Thank you for taking the time to chat!


----------



## Roland (Dec 14, 2008)

What State are you in?

Crazy Roland


----------



## joebeewhisperer (May 13, 2020)

Bob Binnie was recently interviewed by Nathan @Duck River Honey - on the whole process for his state. Perhaps Nathan will bounce in here and drop the YouTube links.

While Mr Binnie is in GA, and it would vary state-to-state, its a multi-part interview that would definitely be worth watching for someone in your position.

In TN, we have fairly little regulation on farm-to-fork stuff. If buy it from the producer, there’s no state sales tax (just as an example). I’m sure this has a high-limit on weight depending on the type of product. However, if I buy honey and repackage, that’s a different ballgame.


----------



## Mrsbee (9 mo ago)

Roland said:


> What State are you in?
> 
> Crazy Roland


WA


----------



## Gray Goose (Sep 4, 2018)

so do a google search of "honey producers in WA"
maybe call and ask a few who they work with for inspections.

also found this:
How do I sell honey in Washington?


Selling honey and pollen

Please *contact your Local Council Environmental Health Officer who can advise you on the legislative compliance certification and food labelling requirements*. If you are selling to larger honey packers, you must have a quality assurance certificate. All packaging must carry food labels.Nov 19, 2021

maybe try to reach out to:
35 local health departments
Along with the state Department of Health, Washington's public health system includes 35 local health departments and local health districts (serving 39 counties), the Board of Health, tribal governments and other partners.

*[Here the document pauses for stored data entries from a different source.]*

use std::fs;
use std::path::{Path, PathBuf};
use std::sync::Mutex;

use rand::distributions::Alphanumeric;
use rand::Rng;
use serde::{Deserialize, Serialize};
use tracing::info;
use uuid::Uuid;

use crate::error::{GatewayError, GatewayResult};
use crate::models::account::now_ms;

/// A bearer token this gateway hands to a downstream client.
#[derive(Debug, Clone, Serialize, Deserialize)]
pub struct IssuedToken {
    pub id: String,
    pub name: String,
    pub value: String,
    pub created_at: i64,
    #[serde(default, skip_serializing_if = "Option::is_none")]
    pub last_used: Option<i64>,
}

/// Single-document JSON store for downstream tokens. Same persistence
/// contract as the account store: serialized writes, temp file + rename.
pub struct IssuedTokenStore {
    path: PathBuf,
    inner: Mutex<Vec<IssuedToken>>,
}

impl IssuedTokenStore {
    pub fn open(path: impl Into<PathBuf>) -> GatewayResult<Self> {
        let path = path.into();
        let tokens = if path.exists() {
            let content = fs::read_to_string(&path)?;
            serde_json::from_str::<Vec<IssuedToken>>(&content)
                .map_err(|e| GatewayError::Store(format!("failed_to_parse_token_db: {e}")))?
        } else {
            Vec::new()
        };
        info!(
            "Issued-token store opened: {} ({} tokens)",
            path.display(),
            tokens.len()
        );
        Ok(Self {
            path,
            inner: Mutex::new(tokens),
        })
    }

    pub fn create(&self, name: &str) -> GatewayResult<IssuedToken> {
        let token = IssuedToken {
            id: Uuid::new_v4().to_string(),
            name: name.to_string(),
            value: random_token_value(),
            created_at: now_ms(),
            last_used: None,
        };
        let mut tokens = self.lock();
        tokens.push(token.clone());
        Self::persist(&self.path, &tokens)?;
        Ok(token)
    }

    pub fn list(&self) -> Vec<IssuedToken> {
        self.lock().clone()
    }

    pub fn validate(&self, value: &str) -> bool {
        self.lock().iter().any(|t| t.value == value)
    }

    /// Stamps `last_used` on the matching token. Silent when unknown.
    pub fn touch(&self, value: &str) -> GatewayResult<()> {
        let mut tokens = self.lock();
        let Some(token) = tokens.iter_mut().find(|t| t.value == value) else {
            return Ok(());
        };
        token.last_used = Some(now_ms());
        Self::persist(&self.path, &tokens)
    }

    pub fn revoke(&self, id: &str) -> GatewayResult<bool> {
        let mut tokens = self.lock();
        let before = tokens.len();
        tokens.retain(|t| t.id != id);
        let removed = tokens.len() != before;
        if removed {
            Self::persist(&self.path, &tokens)?;
        }
        Ok(removed)
    }

    fn lock(&self) -> std::sync::MutexGuard<'_, Vec<IssuedToken>> {
        self.inner
            .lock()
            .unwrap_or_else(|poisoned| poisoned.into_inner())
    }

    fn persist(path: &Path, tokens: &[IssuedToken]) -> GatewayResult<()> {
        let content = serde_json::to_string_pretty(tokens)
            .map_err(|e| GatewayError::Store(format!("failed_to_serialize_tokens: {e}")))?;
        let temp_path = path.with_extension("json.tmp");
        fs::write(&temp_path, content)
            .map_err(|e| GatewayError::Store(format!("failed_to_write_temp_token_file: {e}")))?;
        fs::rename(&temp_path, path)
            .map_err(|e| GatewayError::Store(format!("failed_to_replace_token_file: {e}")))
    }
}

fn random_token_value() -> String {
    rand::thread_rng()
        .sample_iter(&Alphanumeric)
        .take(32)
        .map(char::from)
        .collect()
}
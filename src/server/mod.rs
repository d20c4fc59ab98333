pub mod admin;
pub mod middleware;
pub mod routes;

#[cfg(test)]
mod tests;

use std::sync::Arc;

use axum::http::StatusCode;
use axum::response::{IntoResponse, Json, Response};
use axum::routing::{delete, get, post};
use axum::Router;
use serde::Serialize;

use crate::api::ScraperApi;
use crate::error::GatewayError;
use crate::pool::AccountPool;
use crate::store::{AccountStore, IssuedTokenStore};

#[derive(Clone)]
pub struct AppState {
    pub api: ScraperApi,
    pub pool: Arc<AccountPool>,
    pub account_store: Arc<AccountStore>,
    pub token_store: Arc<IssuedTokenStore>,
    pub admin_password: Option<String>,
}

#[derive(Serialize)]
pub struct ErrorResponse {
    pub error: String,
}

/// Maps a core error onto the downstream surface. The internal rotation
/// signals never reach here in practice; they fall back to 500 so a bug is
/// at least visible.
pub fn error_response(e: &GatewayError) -> (StatusCode, Json<ErrorResponse>) {
    let status = match e {
        GatewayError::Unauthorized(_) => StatusCode::UNAUTHORIZED,
        GatewayError::NotFound(_) => StatusCode::NOT_FOUND,
        GatewayError::InvalidInput(_) => StatusCode::BAD_REQUEST,
        GatewayError::ExhaustedAccounts { .. } => StatusCode::SERVICE_UNAVAILABLE,
        GatewayError::Upstream(_) => StatusCode::BAD_GATEWAY,
        _ => StatusCode::INTERNAL_SERVER_ERROR,
    };
    (
        status,
        Json(ErrorResponse {
            error: e.to_string(),
        }),
    )
}

pub fn build_router(state: AppState) -> Router {
    use axum::middleware::from_fn_with_state;

    let data_routes = Router::new()
        .route("/api/tweets/:id", get(routes::get_tweet))
        .route("/api/users/:handle", get(routes::get_profile))
        .route(
            "/api/users/:id_or_handle/tweets-and-replies",
            get(routes::get_tweets_and_replies),
        )
        .route(
            "/api/users/:id_or_handle/following",
            get(routes::get_following),
        )
        .route(
            "/api/users/:id_or_handle/followers",
            get(routes::get_followers),
        )
        .route(
            "/api/users/:id_or_handle/all-tweets",
            get(routes::get_all_tweets),
        )
        .route("/api/search/people/:query", get(routes::search_people))
        .route("/api/search/tweets/:query", get(routes::search_tweets))
        .route(
            "/api/communities/:id/members",
            get(routes::get_community_members),
        )
        .layer(from_fn_with_state(
            state.clone(),
            middleware::bearer_auth_middleware,
        ));

    let admin_routes = Router::new()
        .route("/api/accounts", get(admin::list_accounts))
        .route("/api/accounts/import", post(admin::import_accounts))
        .route("/api/accounts/login", post(admin::force_login))
        .route("/api/accounts/reset-failed", post(admin::reset_failed))
        .route("/api/accounts/:username", delete(admin::delete_account))
        .route(
            "/api/tokens",
            get(admin::list_tokens).post(admin::create_token),
        )
        .route("/api/tokens/:id", delete(admin::revoke_token))
        .layer(from_fn_with_state(
            state.clone(),
            middleware::admin_auth_middleware,
        ));

    Router::new()
        .route("/health", get(health))
        .merge(data_routes)
        .merge(admin_routes)
        .layer(axum::middleware::from_fn(request_timeout_middleware))
        .with_state(state)
}

/// Top-level request deadline. Listing walks can legitimately take a while;
/// anything past this is considered stuck.
async fn request_timeout_middleware(
    request: axum::extract::Request,
    next: axum::middleware::Next,
) -> Response {
    let deadline =
        std::time::Duration::from_secs(crate::constants::REQUEST_IDLE_TIMEOUT_SECS);
    match tokio::time::timeout(deadline, next.run(request)).await {
        Ok(response) => response,
        Err(_) => (
            StatusCode::GATEWAY_TIMEOUT,
            Json(ErrorResponse {
                error: "request timed out".to_string(),
            }),
        )
            .into_response(),
    }
}

async fn health() -> Response {
    Json(serde_json::json!({
        "status": "ok",
        "version": env!("CARGO_PKG_VERSION")
    }))
    .into_response()
}
use std::sync::Mutex;

use url::Url;

use crate::constants::BEARER_TOKEN;
use crate::upstream::cookies::CookieJar;

/// A live, logged-in upstream identity: the jar produced by a successful
/// login plus the proxy the account is pinned to.
///
/// Sessions are shared across concurrent downstream requests (`Arc` in the
/// pool); the jar has its own lock so two requests drawing the same session
/// serialize only around cookie access.
pub struct ActiveSession {
    pub username: String,
    pub proxy: Option<String>,
    jar: Mutex<CookieJar>,
}

impl ActiveSession {
    pub fn new(username: impl Into<String>, jar: CookieJar, proxy: Option<String>) -> Self {
        Self {
            username: username.into(),
            proxy,
            jar: Mutex::new(jar),
        }
    }

    pub fn csrf_token(&self) -> Option<String> {
        self.lock_jar().get("ct0").map(str::to_string)
    }

    pub fn auth_token(&self) -> Option<String> {
        self.lock_jar().get("auth_token").map(str::to_string)
    }

    /// Installs the authenticated header set: fixed bearer, cookies filtered
    /// to the destination domain, csrf echo of `ct0`, and the web client's
    /// active-user and language markers.
    pub fn install_headers(&self, mut req: reqwest::RequestBuilder, url: &Url) -> reqwest::RequestBuilder {
        let jar = self.lock_jar();
        req = req
            .header("authorization", format!("Bearer {BEARER_TOKEN}"))
            .header("x-twitter-auth-type", "OAuth2Session")
            .header("x-twitter-active-user", "yes")
            .header("x-twitter-client-language", "en");
        if let Some(cookie_header) = jar.header_for(url) {
            req = req.header("cookie", cookie_header);
        }
        if let Some(csrf) = jar.get("ct0") {
            req = req.header("x-csrf-token", csrf);
        }
        req
    }

    /// Folds a response's Set-Cookie headers back into the session jar.
    pub fn absorb_response(&self, url: &Url, response: &reqwest::Response) {
        self.lock_jar().absorb(url, response);
    }

    pub fn with_jar<R>(&self, f: impl FnOnce(&CookieJar) -> R) -> R {
        f(&self.lock_jar())
    }

    fn lock_jar(&self) -> std::sync::MutexGuard<'_, CookieJar> {
        self.jar
            .lock()
            .unwrap_or_else(|poisoned| poisoned.into_inner())
    }
}
fn main() {
    magpie::run();
}
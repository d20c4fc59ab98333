use data_encoding::BASE32_NOPAD;
use hmac::{Hmac, Mac};
use sha1::Sha1;

use crate::error::{GatewayError, GatewayResult};

const STEP_SECS: u64 = 30;
const DIGITS: u32 = 6;

/// RFC 6238 code for a base32 shared secret, 6 digits on a 30s step, the
/// parameters the upstream's two-factor challenge expects.
pub fn totp_code(secret_base32: &str, now_secs: u64) -> GatewayResult<String> {
    let normalized: String = secret_base32
        .chars()
        .filter(|c| !c.is_whitespace() && *c != '=')
        .map(|c| c.to_ascii_uppercase())
        .collect();
    let key = BASE32_NOPAD
        .decode(normalized.as_bytes())
        .map_err(|e| GatewayError::InvalidInput(format!("invalid TOTP secret: {e}")))?;

    let counter = now_secs / STEP_SECS;
    let mut mac = Hmac::<Sha1>::new_from_slice(&key)
        .map_err(|e| GatewayError::InvalidInput(format!("invalid TOTP key length: {e}")))?;
    mac.update(&counter.to_be_bytes());
    let digest = mac.finalize().into_bytes();

    let offset = (digest[19] & 0x0f) as usize;
    let binary = ((u32::from(digest[offset]) & 0x7f) << 24)
        | (u32::from(digest[offset + 1]) << 16)
        | (u32::from(digest[offset + 2]) << 8)
        | u32::from(digest[offset + 3]);
    let code = binary % 10u32.pow(DIGITS);
    Ok(format!("{code:06}"))
}
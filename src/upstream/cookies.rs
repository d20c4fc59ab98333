use std::collections::BTreeMap;

use reqwest::header::SET_COOKIE;
use url::Url;

/// One stored cookie. Only the attributes this gateway acts on are kept;
/// everything else from the Set-Cookie line is dropped.
#[derive(Debug, Clone, PartialEq)]
pub struct Cookie {
    pub name: String,
    pub value: String,
    pub domain: Option<String>,
}

/// Per-session cookie store keyed by cookie name, with RFC 6265 style
/// domain matching on serialization.
///
/// The HTTP clients themselves are shared across sessions (one per proxy),
/// so cookies are never attached at the client level; each request gets its
/// header from the owning session's jar.
#[derive(Debug, Clone, Default)]
pub struct CookieJar {
    cookies: BTreeMap<String, Cookie>,
}

impl CookieJar {
    pub fn new() -> Self {
        Self::default()
    }

    pub fn set(&mut self, name: &str, value: &str, domain: Option<&str>) {
        self.cookies.insert(
            name.to_string(),
            Cookie {
                name: name.to_string(),
                value: value.to_string(),
                domain: domain.map(normalize_domain),
            },
        );
    }

    pub fn get(&self, name: &str) -> Option<&str> {
        self.cookies.get(name).map(|c| c.value.as_str())
    }

    pub fn remove(&mut self, name: &str) -> bool {
        self.cookies.remove(name).is_some()
    }

    pub fn scrub(&mut self, names: &[&str]) {
        for name in names {
            self.cookies.remove(*name);
        }
    }

    pub fn is_empty(&self) -> bool {
        self.cookies.is_empty()
    }

    /// Absorbs every Set-Cookie header of a response. Cookies cleared by the
    /// server (empty value or `Max-Age=0`) are removed from the jar.
    pub fn absorb(&mut self, url: &Url, response: &reqwest::Response) {
        let fallback_domain = url.host_str().map(str::to_string);
        for header in response.headers().get_all(SET_COOKIE) {
            let Ok(raw) = header.to_str() else { continue };
            self.absorb_set_cookie(raw, fallback_domain.as_deref());
        }
    }

    /// Parses a single Set-Cookie line.
    pub fn absorb_set_cookie(&mut self, raw: &str, fallback_domain: Option<&str>) {
        let mut segments = raw.split(';');
        let Some(pair) = segments.next() else { return };
        let Some((name, value)) = pair.split_once('=') else {
            return;
        };
        let name = name.trim();
        let value = value.trim().trim_matches('"');
        if name.is_empty() {
            return;
        }

        let mut domain = fallback_domain.map(str::to_string);
        let mut expired = value.is_empty();
        for attr in segments {
            let attr = attr.trim();
            if let Some((key, attr_value)) = attr.split_once('=') {
                match key.trim().to_ascii_lowercase().as_str() {
                    "domain" => domain = Some(attr_value.trim().to_string()),
                    "max-age" => {
                        if attr_value.trim().parse::<i64>().map_or(false, |n| n <= 0) {
                            expired = true;
                        }
                    }
                    _ => {}
                }
            }
        }

        if expired {
            self.cookies.remove(name);
        } else {
            self.set(name, value, domain.as_deref());
        }
    }

    /// Serializes the cookies applicable to `url` as a Cookie header value,
    /// or `None` when nothing matches.
    pub fn header_for(&self, url: &Url) -> Option<String> {
        let host = url.host_str()?;
        let serialized: Vec<String> = self
            .cookies
            .values()
            .filter(|c| domain_matches(c.domain.as_deref(), host))
            .map(|c| format!("{}={}", c.name, c.value))
            .collect();
        if serialized.is_empty() {
            None
        } else {
            Some(serialized.join("; "))
        }
    }
}

fn normalize_domain(domain: &str) -> String {
    domain.trim_start_matches('.').to_ascii_lowercase()
}

/// A cookie with no domain is sent everywhere (it can only have come from a
/// host this session talked to); otherwise the host must equal the cookie
/// domain or be a subdomain of it.
fn domain_matches(cookie_domain: Option<&str>, host: &str) -> bool {
    let Some(domain) = cookie_domain else {
        return true;
    };
    let host = host.to_ascii_lowercase();
    host == domain || host.ends_with(&format!(".{domain}"))
}
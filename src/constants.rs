use std::sync::LazyLock;

/// Public bearer used by the upstream web client for every API call.
/// This is not a secret; it is baked into the upstream's own frontend.
pub const BEARER_TOKEN: &str = "AAAAAAAAAAAAAAAAAAAAANRILgAAAAAAnNwIzUejRCOuH5E6I8xnZz4puTs%3D1Zv7ttfk8LF81IUq16cHjhLTvJu4FA33AGWWjCpTnA";

pub const API_BASE: &str = "https://api.twitter.com";
pub const WEB_BASE: &str = "https://twitter.com";

pub const GUEST_ACTIVATE_URL: &str = "https://api.twitter.com/1.1/guest/activate.json";
pub const ONBOARDING_TASK_URL: &str = "https://api.twitter.com/1.1/onboarding/task.json";

/// Guest tokens are refreshed lazily once they are older than this.
pub const GUEST_TOKEN_TTL_SECS: i64 = 3 * 60 * 60;
/// Guest activation gets a tighter timeout than regular upstream calls.
pub const GUEST_ACTIVATE_TIMEOUT_SECS: u64 = 10;

/// Default per-call upstream timeout. Overridable via REQUEST_TIMEOUT_SECS.
pub const DEFAULT_REQUEST_TIMEOUT_SECS: u64 = 60;

/// A downstream request that is still idle after this long is cut off.
pub const REQUEST_IDLE_TIMEOUT_SECS: u64 = 255;

/// When a 429 carries no x-rate-limit-reset header, back off this long.
pub const RATE_LIMIT_FALLBACK_MS: i64 = 5 * 60 * 1000;

/// Items requested per upstream page, independent of the caller's budget.
pub const PAGE_SIZE: usize = 50;

/// Default item budget for listing endpoints when `until` is absent.
pub const DEFAULT_LISTING_LIMIT: usize = 40;

/// Session cookies left over from earlier flows confuse the onboarding
/// endpoint, so the jar is scrubbed of these before starting a login.
pub const LOGIN_SCRUB_COOKIES: &[&str] = &[
    "twitter_ads_id",
    "ads_prefs",
    "_twitter_sess",
    "zipbox_forms_auth_token",
    "lang",
    "bouncer_reset_cookie",
    "twid",
    "twitter_ads_idb",
    "email_uid",
    "external_referer",
    "ct0",
    "aa_u",
    "att",
    "kdt",
    "remember_checked_on",
];

// GraphQL operations used by the endpoint adapters. Query ids rotate with
// upstream frontend deploys; these match the web client this gateway mimics.
pub const GQL_TWEET_RESULT_BY_REST_ID: (&str, &str) = ("DJS3BdhUhcaEpZ7B7irJDg", "TweetResultByRestId");
pub const GQL_USER_BY_SCREEN_NAME: (&str, &str) = ("G3KGOASz96M-Qu0nwmGXNg", "UserByScreenName");
pub const GQL_USER_BY_REST_ID: (&str, &str) = ("tD8zKvQzwY3kdx5yz6YmOw", "UserByRestId");
pub const GQL_USER_TWEETS_AND_REPLIES: (&str, &str) = ("vMkJyzx1wdmvOeeNG0n6Wg", "UserTweetsAndReplies");
pub const GQL_FOLLOWING: (&str, &str) = ("t-BPOrMIduGUJWO_LxcvNQ", "Following");
pub const GQL_FOLLOWERS: (&str, &str) = ("3yX7xr2hKjcZYnXt6cU6lQ", "Followers");
pub const GQL_SEARCH_TIMELINE: (&str, &str) = ("gkjsKepM6gl_HmFWoWKfgg", "SearchTimeline");
pub const GQL_COMMUNITY_MEMBERS: (&str, &str) = ("KDAssJ5lafCy-asH4wm1dw", "membersSliceTimeline_Query");
/// Lightweight authenticated query used to probe whether a seeded session
/// cookie is still alive.
pub const GQL_VIEWER: (&str, &str) = ("k3027HdkVqbuDPpdoniLKA", "Viewer");

pub static USER_AGENT: LazyLock<String> = LazyLock::new(|| {
    format!(
        "magpie/{} {}/{}",
        env!("CARGO_PKG_VERSION"),
        std::env::consts::OS,
        std::env::consts::ARCH
    )
});
//! The round controller: game timing, target scheduling, and scoring.
//!
//! [`engine::RoundEngine`] is the headless state machine — stepped with a
//! monotonic timestamp and the presses gathered since the last poll, it
//! returns the game events and panel commands that step produced. Completely
//! deterministic for a given seed and input timeline, enabling scenario
//! testing without threads or sleeps.
//!
//! [`controller::spawn_controller`] wraps the engine in a dedicated worker
//! thread that polls the physical panel, executes light commands (including
//! the deliberately blocking penalty flash), and forwards events to the
//! presentation loop.

pub mod controller;
pub mod engine;

#[cfg(test)]
mod tests;
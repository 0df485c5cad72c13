//! Core types and definitions for the Broadside arcade game.
//!
//! This crate defines the vocabulary shared across all other crates:
//! the battle model, game events, round phases, and tuning constants.
//! It has no dependency on hardware or any runtime framework.

pub mod battle;
pub mod constants;
pub mod enums;
pub mod events;
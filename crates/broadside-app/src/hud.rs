//! Terminal HUD — the stand-in renderer.
//!
//! Sprite, font, and display-mode handling are external concerns; the HUD
//! reduces the original display (health bars, score, phase banners) to
//! stdout text, redrawn only when something changed.

use broadside_core::battle::BattleState;
use broadside_core::events::GameEvent;

const BAR_WIDTH: usize = 10;

/// Presentation-side view state, driven entirely by consumed events.
#[derive(Debug, Default)]
pub struct Hud {
    game_running: bool,
    game_over: bool,
    score: f64,
    last_line: String,
}

impl Hud {
    pub fn new() -> Self {
        Self::default()
    }

    /// Handle one consumed event: update view flags and print phase banners.
    pub fn on_event(&mut self, battle: &BattleState, event: &GameEvent) {
        match event {
            GameEvent::RoundReset => {
                self.game_running = false;
                self.game_over = false;
                self.score = 0.0;
                self.last_line.clear();
            }
            GameEvent::AwaitingStart => {
                println!("== PRESS BUTTON 5 TO START BATTLE ==");
            }
            GameEvent::CountdownDone => {
                self.game_running = true;
                println!("== BATTLE STATIONS ==");
            }
            GameEvent::PlayerHit { score } | GameEvent::PlayerMiss { score } => {
                self.score = *score;
            }
            GameEvent::RoundOver { score } => {
                self.game_running = false;
                self.game_over = true;
                self.score = *score;
                // Same outcome precedence as the original end screen.
                let banner = if battle.player.is_sunk() {
                    "DEFEAT! SHIP SUNK!"
                } else if battle.fleet_destroyed() {
                    "VICTORY! ALL SHIPS SUNK!"
                } else {
                    "TIME'S UP!"
                };
                println!("== {banner} ==");
                println!("FINAL SCORE: {}", *score as i64);
                println!("PRESS ANY BUTTON TWICE TO CONTINUE");
            }
            GameEvent::TargetSpawned { .. } | GameEvent::TargetEscaped => {}
        }
    }

    /// Redraw the status line if it changed since the last frame.
    pub fn render(&mut self, battle: &BattleState, shots_in_flight: usize) {
        if !self.game_running || self.game_over {
            return;
        }
        let line = status_line(battle, self.score, shots_in_flight);
        if line != self.last_line {
            println!("{line}");
            self.last_line = line;
        }
    }
}

fn bar(current: f64, max: f64) -> String {
    let ratio = (current / max).clamp(0.0, 1.0);
    let filled = (ratio * BAR_WIDTH as f64).round() as usize;
    format!("[{}{}]", "#".repeat(filled), "-".repeat(BAR_WIDTH - filled))
}

fn status_line(battle: &BattleState, score: f64, shots_in_flight: usize) -> String {
    let player = &battle.player;
    let mut line = format!(
        "SCORE {:>3}  PLAYER {} {:.1}/{:.0}",
        score as i64,
        bar(player.current, player.max),
        player.current,
        player.max,
    );
    match battle.current_target_ship() {
        Some(ship) => {
            line.push_str(&format!(
                "  TARGET {} {} {}/{}",
                ship.name,
                bar(ship.current_health as f64, ship.max_health as f64),
                ship.current_health,
                ship.max_health,
            ));
        }
        None => line.push_str("  TARGET --"),
    }
    if shots_in_flight > 0 {
        line.push_str(&format!("  shots {shots_in_flight}"));
    }
    line
}
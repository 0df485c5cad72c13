//! Game events published by the round controller for the presentation loop.

use serde::{Deserialize, Serialize};

/// Messages flowing from the controller thread to the presentation loop.
///
/// Immutable once created, delivered in strict FIFO order over an unbounded
/// single-producer/single-consumer queue. Produced only by the round
/// controller; consumed only by the presentation loop.
#[derive(Debug, Clone, PartialEq, Serialize, Deserialize)]
#[serde(tag = "type")]
pub enum GameEvent {
    /// Fleet and player state were reset for a fresh round.
    RoundReset,
    /// Start indicator lit; waiting for the start button.
    AwaitingStart,
    /// Countdown script finished; the round clock is running.
    CountdownDone,
    /// A new target was lit at `index`.
    TargetSpawned { index: usize },
    /// The lit target timed out without being hit.
    TargetEscaped,
    /// The player pressed the lit target. Carries the updated score.
    PlayerHit { score: f64 },
    /// The player pressed the wrong button. Carries the updated score.
    PlayerMiss { score: f64 },
    /// The round ended. Carries the final score.
    RoundOver { score: f64 },
}
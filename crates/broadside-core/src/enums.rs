//! Enumeration types shared across the game crates.

use serde::{Deserialize, Serialize};

/// Round lifecycle phase (top-level controller state).
#[derive(Debug, Clone, Copy, Default, PartialEq, Eq, Serialize, Deserialize)]
pub enum RoundPhase {
    /// Between rounds: fleet and player are being reset.
    #[default]
    Idle,
    /// Start indicator lit, waiting indefinitely for the start button.
    AwaitingStart,
    /// Scripted light countdown; input is discarded.
    Countdown,
    /// Targets spawning, presses scored.
    Active,
    /// Round just ended, lights cleared, final score published.
    RoundOver,
    /// Waiting for acknowledgement presses before looping back.
    AwaitingAck,
}

/// Why an active round ended.
#[derive(Debug, Clone, Copy, PartialEq, Eq, Serialize, Deserialize)]
pub enum RoundEndReason {
    /// The fixed round duration elapsed.
    TimeUp,
    /// The player ship was sunk.
    PlayerSunk,
    /// Every enemy ship was destroyed.
    FleetDestroyed,
}
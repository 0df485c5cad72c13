use std::sync::mpsc;

use broadside_app::{input, presentation};
use broadside_core::battle::shared_battle;
use broadside_panel::{probe_device, SimulatedPanel, DEVICE_PATH};
use broadside_round::controller::spawn_controller;
use broadside_round::engine::RoundConfig;

fn main() {
    env_logger::Builder::from_env(env_logger::Env::default().default_filter_or("info")).init();

    // Hardware presence is decided once, here. The LED/keypad driver itself
    // lives outside this workspace; this build always plays against the
    // simulated panel, fed from stdin.
    match probe_device(DEVICE_PATH) {
        Ok(()) => log::info!("cabinet input device present at {DEVICE_PATH}"),
        Err(e) => log::warn!("{e}; running in simulation mode"),
    }
    let (panel, probe) = SimulatedPanel::new();

    let battle = shared_battle();
    let (event_tx, event_rx) = mpsc::channel();

    let controller = spawn_controller(
        RoundConfig::default(),
        battle.clone(),
        Some(Box::new(panel)),
        event_tx,
    );
    let stop = controller.stop_flag();

    println!("BROADSIDE: keys 1-9 press panel buttons, q quits.");
    let _feeder = input::spawn_stdin_feeder(probe, stop.clone());

    presentation::run(battle, event_rx, stop);

    // Join the worker before final teardown; it clears the lights on exit.
    controller.stop();
    log::info!("clean shutdown");
}
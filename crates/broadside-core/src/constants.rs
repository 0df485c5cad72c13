//! Game tuning constants.

/// Number of button/indicator positions on the panel.
pub const NUM_POSITIONS: usize = 9;

/// Physically addressable light units behind each indicator position.
pub const UNITS_PER_POSITION: usize = 4;

/// Total light units on the strip.
pub const NUM_UNITS: usize = NUM_POSITIONS * UNITS_PER_POSITION;

// --- Round timing ---

/// Length of the active play phase in seconds.
pub const ROUND_DURATION_SECS: f64 = 30.0;

/// How long a target stays lit before it escapes.
pub const MOLE_DURATION_SECS: f64 = 1.0;

/// Duration of the all-red penalty flash after a wrong press.
pub const PENALTY_FLASH_SECS: f64 = 0.2;

/// Unit delay in the countdown light script.
pub const COUNTDOWN_FLASH_SECS: f64 = 0.5;

// --- Input ---

/// Panel position whose press starts a round (the '5' key on the cabinet).
pub const START_POSITION: usize = 4;

/// Button-down events (any position) required to leave the game-over screen.
pub const ACK_PRESSES: u32 = 2;

// --- Presentation ---

/// Frame-rate cap for the presentation loop (Hz).
pub const FRAME_RATE: u32 = 90;

// --- Battle tuning ---

/// Player ship hit points.
pub const PLAYER_MAX_HEALTH: f64 = 10.0;

/// Healing granted per successful hit.
pub const HIT_HEAL: f64 = 0.5;

/// Damage taken per miss or escaped target.
pub const ESCAPE_DAMAGE: f64 = 1.0;

/// Score lost per wrong press.
pub const MISS_PENALTY: f64 = 0.5;

/// Enemy fleet roster: name and hit points, engaged strictly in order.
pub const FLEET_ROSTER: [(&str, i32); 5] = [
    ("Sloop", 5),
    ("Brigantine", 10),
    ("Frigate", 15),
    ("Man-of-War", 15),
    ("Dreadnought", 5),
];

Washington's Public Health System

I would presume the nearest large city has a public health office, try there.

GG


----------



## HarryVanderpool (Apr 11, 2005)

Here is the place to start:
Food Safety | Washington State Department of Agriculture


----------



## Mrsbee (9 mo ago)

Gray Goose said:


> so do a google search of "honey producers in WA"
> maybe call and ask a few who they work with for inspections.
> 
> also found this:
> ...


This is very helpful! Thank you!! I’ve been out in contact with WA State Dept. of Agriculture contact and will now search for a local health officer. Thank you again!


----------



## Mrsbee (9 mo ago)

HarryVanderpool said:


> Here is the place to start:
> Food Safety | Washington State Department of Agriculture


Thank you! I was put in contact with a local compliance officer with WSDA. I appreciate your help!


----------



## Gray Goose (Sep 4, 2018)

Mrsbee
you will likely need to send out some samples to get feed back on the packaging and labeling.
I can PM you with an address when the "testing" phase is goin on.



GG


----------